:: Exercise objective ::
The listing below is to be transcribed exactly.

== The data

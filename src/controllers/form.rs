//! Editable form state for a Cliente.

use crate::error::ValidationError;
use crate::models::Cliente;

/// Text inputs backing the detail screen.
///
/// Everything is held as entered, age included, so the presentation layer
/// can bind text fields directly. The `*_has_error` predicates drive field
/// highlighting; [`ClienteForm::parse_inputs`] does the authoritative
/// validation when saving.
#[derive(Debug, Clone, Default)]
pub struct ClienteForm {
    pub name: String,
    pub last_name: String,
    pub age: String,
    pub address: String,
}

impl ClienteForm {
    /// Form pre-filled from an existing record.
    pub fn from_cliente(cliente: &Cliente) -> Self {
        Self {
            name: cliente.name.clone(),
            last_name: cliente.last_name.clone(),
            age: cliente.age.to_string(),
            address: cliente.address.clone(),
        }
    }

    pub fn name_has_error(&self) -> bool {
        self.name.trim().is_empty()
    }

    pub fn last_name_has_error(&self) -> bool {
        self.last_name.trim().is_empty()
    }

    pub fn age_has_error(&self) -> bool {
        self.parsed_age().is_none()
    }

    pub fn address_has_error(&self) -> bool {
        self.address.trim().is_empty()
    }

    /// Whether every field would pass validation.
    pub fn is_valid(&self) -> bool {
        !self.name_has_error()
            && !self.last_name_has_error()
            && !self.age_has_error()
            && !self.address_has_error()
    }

    /// Validate and convert the inputs, reporting the first violation in
    /// field order (name, last name, age, address). Text fields come back
    /// trimmed.
    pub fn parse_inputs(&self) -> Result<(String, String, i64, String), ValidationError> {
        let name = self.name.trim();
        if name.is_empty() {
            return Err(ValidationError::EmptyName);
        }

        let last_name = self.last_name.trim();
        if last_name.is_empty() {
            return Err(ValidationError::EmptyLastName);
        }

        let age = self.parsed_age().ok_or(ValidationError::InvalidAge)?;

        let address = self.address.trim();
        if address.is_empty() {
            return Err(ValidationError::EmptyAddress);
        }

        Ok((
            name.to_string(),
            last_name.to_string(),
            age,
            address.to_string(),
        ))
    }

    /// Age as a positive integer, if the text parses as one.
    fn parsed_age(&self) -> Option<i64> {
        self.age.trim().parse::<i64>().ok().filter(|age| *age > 0)
    }
}

#[cfg(test)]
mod tests {
    use super::*;

    fn filled() -> ClienteForm {
        ClienteForm {
            name: "Ana".to_string(),
            last_name: "Silva".to_string(),
            age: "28".to_string(),
            address: "Rua Azul 10".to_string(),
        }
    }

    #[test]
    fn empty_form_flags_every_field() {
        let form = ClienteForm::default();
        assert!(form.name_has_error());
        assert!(form.last_name_has_error());
        assert!(form.age_has_error());
        assert!(form.address_has_error());
        assert!(!form.is_valid());
    }

    #[test]
    fn filled_form_parses_and_trims() {
        let mut form = filled();
        form.name = "  Ana  ".to_string();
        form.age = " 28 ".to_string();
        assert!(form.is_valid());

        let (name, last_name, age, address) = form.parse_inputs().unwrap();
        assert_eq!(name, "Ana");
        assert_eq!(last_name, "Silva");
        assert_eq!(age, 28);
        assert_eq!(address, "Rua Azul 10");
    }

    #[test]
    fn violations_are_reported_in_field_order() {
        let mut form = ClienteForm::default();
        assert_eq!(form.parse_inputs().unwrap_err(), ValidationError::EmptyName);

        form.name = "Ana".to_string();
        assert_eq!(
            form.parse_inputs().unwrap_err(),
            ValidationError::EmptyLastName
        );

        form.last_name = "Silva".to_string();
        assert_eq!(form.parse_inputs().unwrap_err(), ValidationError::InvalidAge);

        form.age = "28".to_string();
        assert_eq!(
            form.parse_inputs().unwrap_err(),
            ValidationError::EmptyAddress
        );
    }

    #[test]
    fn whitespace_only_text_is_empty() {
        let mut form = filled();
        form.name = "   ".to_string();
        assert!(form.name_has_error());
        assert_eq!(form.parse_inputs().unwrap_err(), ValidationError::EmptyName);
    }

    #[test]
    fn age_must_be_a_positive_integer() {
        let mut form = filled();
        for bad in ["0", "-3", "abc", "2.5", ""] {
            form.age = bad.to_string();
            assert!(form.age_has_error(), "{bad:?} should be invalid");
            assert_eq!(form.parse_inputs().unwrap_err(), ValidationError::InvalidAge);
        }
    }

    #[test]
    fn from_cliente_prefills_every_field() {
        let cliente = Cliente {
            id: 7,
            name: "Ana".to_string(),
            last_name: "Silva".to_string(),
            age: 28,
            address: "Rua Azul 10".to_string(),
        };
        let form = ClienteForm::from_cliente(&cliente);
        assert_eq!(form.name, "Ana");
        assert_eq!(form.age, "28");
        assert!(form.is_valid());
    }
}
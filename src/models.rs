//! Domain model mirroring the SQLite schema and passed between the store,
//! the controllers, and the presentation layer. The type stays a light-weight
//! data holder so persistence and screen logic can each own their half of the
//! rules: the store assigns identifiers, the controllers enforce the required
//! fields.

use std::fmt;

#[derive(Debug, Clone, Default)]
/// A customer record, the sole persisted entity of the application.
pub struct Cliente {
    /// Primary key from the database. `0` marks a record that has not been
    /// persisted yet; the store assigns the real key on first save and it
    /// never changes afterwards.
    pub id: i64,
    /// First name. Required; controllers reject blank values before saving.
    pub name: String,
    /// Last name. Required.
    pub last_name: String,
    /// Age in years. Must be a positive integer.
    pub age: i64,
    /// Street address. Required.
    pub address: String,
}

impl Cliente {
    /// Whether the record still lives only in memory (`id == 0`). The store
    /// uses this to pick between INSERT and UPDATE.
    pub fn is_new(&self) -> bool {
        self.id == 0
    }
}

impl fmt::Display for Cliente {
    /// Write `Name LastName`, the form lists and window titles use.
    fn fmt(&self, f: &mut fmt::Formatter<'_>) -> fmt::Result {
        write!(f, "{} {}", self.name, self.last_name)
    }
}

====

:: Reply to the task ::
filename src/controllers/form.rs
//! Editable form state for a Cliente.

use crate::error::ValidationError;
use crate::models::Cliente;

/// Text inputs backing the detail screen.
///
/// Everything is held as entered, age included, so the presentation layer
/// can bind text fields directly. The `*_has_error` predicates drive field
/// highlighting; [`ClienteForm::parse_inputs`] does the authoritative
/// validation when saving.
#[derive(Debug, Clone, Default)]
pub struct ClienteForm {
    pub name: String,
    pub last_name: String,
    pub age: String,
    pub address: String,
}

impl ClienteForm {
    /// Form pre-filled from an existing record.
    pub fn from_cliente(cliente: &Cliente) -> Self {
        Self {
            name: cliente.name.clone(),
            last_name: cliente.last_name.clone(),
            age: cliente.age.to_string(),
            address: cliente.address.clone(),
        }
    }

    pub fn name_has_error(&self) -> bool {
        self.name.trim().is_empty()
    }

    pub fn last_name_has_error(&self) -> bool {
        self.last_name.trim().is_empty()
    }

    pub fn age_has_error(&self) -> bool {
        self.parsed_age().is_none()
    }

    pub fn address_has_error(&self) -> bool {
        self.address.trim().is_empty()
    }

    /// Whether every field would pass validation.
    pub fn is_valid(&self) -> bool {
        !self.name_has_error()
            && !self.last_name_has_error()
            && !self.age_has_error()
            && !self.address_has_error()
    }

    /// Validate and convert the inputs, reporting the first violation in
    /// field order (name, last name, age, address). Text fields come back
    /// trimmed.
    pub fn parse_inputs(&self) -> Result<(String, String, i64, String), ValidationError> {
        let name = self.name.trim();
        if name.is_empty() {
            return Err(ValidationError::EmptyName);
        }

        let last_name = self.last_name.trim();
        if last_name.is_empty() {
            return Err(ValidationError::EmptyLastName);
        }

        let age = self.parsed_age().ok_or(ValidationError::InvalidAge)?;

        let address = self.address.trim();
        if address.is_empty() {
            return Err(ValidationError::EmptyAddress);
        }

        Ok((
            name.to_string(),
            last_name.to_string(),
            age,
            address.to_string(),
        ))
    }

    /// Age as a positive integer, if the text parses as one.
    fn parsed_age(&self) -> Option<i64> {
        self.age.trim().parse::<i64>().ok().filter(|age| *age > 0)
    }
}

#[cfg(test)]
mod tests {
    use super::*;

    fn filled() -> ClienteForm {
        ClienteForm {
            name: "Ana".to_string(),
            last_name: "Silva".to_string(),
            age: "28".to_string(),
            address: "Rua Azul 10".to_string(),
        }
    }

    #[test]
    fn empty_form_flags_every_field() {
        let form = ClienteForm::default();
        assert!(form.name_has_error());
        assert!(form.last_name_has_error());
        assert!(form.age_has_error());
        assert!(form.address_has_error());
        assert!(!form.is_valid());
    }

    #[test]
    fn filled_form_parses_and_trims() {
        let mut form = filled();
        form.name = "  Ana  ".to_string();
        form.age = " 28 ".to_string();
        assert!(form.is_valid());

        let (name, last_name, age, address) = form.parse_inputs().unwrap();
        assert_eq!(name, "Ana");
        assert_eq!(last_name, "Silva");
        assert_eq!(age, 28);
        assert_eq!(address, "Rua Azul 10");
    }

    #[test]
    fn violations_are_reported_in_field_order() {
        let mut form = ClienteForm::default();
        assert_eq!(form.parse_inputs().unwrap_err(), ValidationError::EmptyName);

        form.name = "Ana".to_string();
        assert_eq!(
            form.parse_inputs().unwrap_err(),
            ValidationError::EmptyLastName
        );

        form.last_name = "Silva".to_string();
        assert_eq!(form.parse_inputs().unwrap_err(), ValidationError::InvalidAge);

        form.age = "28".to_string();
        assert_eq!(
            form.parse_inputs().unwrap_err(),
            ValidationError::EmptyAddress
        );
    }

    #[test]
    fn whitespace_only_text_is_empty() {
        let mut form = filled();
        form.name = "   ".to_string();
        assert!(form.name_has_error());
        assert_eq!(form.parse_inputs().unwrap_err(), ValidationError::EmptyName);
    }

    #[test]
    fn age_must_be_a_positive_integer() {
        let mut form = filled();
        for bad in ["0", "-3", "abc", "2.5", ""] {
            form.age = bad.to_string();
            assert!(form.age_has_error(), "{bad:?} should be invalid");
            assert_eq!(form.parse_inputs().unwrap_err(), ValidationError::InvalidAge);
        }
    }

    #[test]
    fn from_cliente_prefills_every_field() {
        let cliente = Cliente {
            id: 7,
            name: "Ana".to_string(),
            last_name: "Silva".to_string(),
            age: 28,
            address: "Rua Azul 10".to_string(),
        };
        let form = ClienteForm::from_cliente(&cliente);
        assert_eq!(form.name, "Ana");
        assert_eq!(form.age, "28");
        assert!(form.is_valid());
    }
}
filename src/models.rs
//! Domain model mirroring the SQLite schema and passed between the store,
//! the controllers, and the presentation layer. The type stays a light-weight
//! data holder so persistence and screen logic can each own their half of the
//! rules: the store assigns identifiers, the controllers enforce the required
//! fields.

use std::fmt;

#[derive(Debug, Clone, Default)]
/// A customer record, the sole persisted entity of the application.
pub struct Cliente {
    /// Primary key from the database. `0` marks a record that has not been
    /// persisted yet; the store assigns the real key on first save and it
    /// never changes afterwards.
    pub id: i64,
    /// First name. Required; controllers reject blank values before saving.
    pub name: String,
    /// Last name. Required.
    pub last_name: String,
    /// Age in years. Must be a positive integer.
    pub age: i64,
    /// Street address. Required.
    pub address: String,
}

impl Cliente {
    /// Whether the record still lives only in memory (`id == 0`). The store
    /// uses this to pick between INSERT and UPDATE.
    pub fn is_new(&self) -> bool {
        self.id == 0
    }
}

impl fmt::Display for Cliente {
    /// Write `Name LastName`, the form lists and window titles use.
    fn fmt(&self, f: &mut fmt::Formatter<'_>) -> fmt::Result {
        write!(f, "{} {}", self.name, self.last_name)
    }
}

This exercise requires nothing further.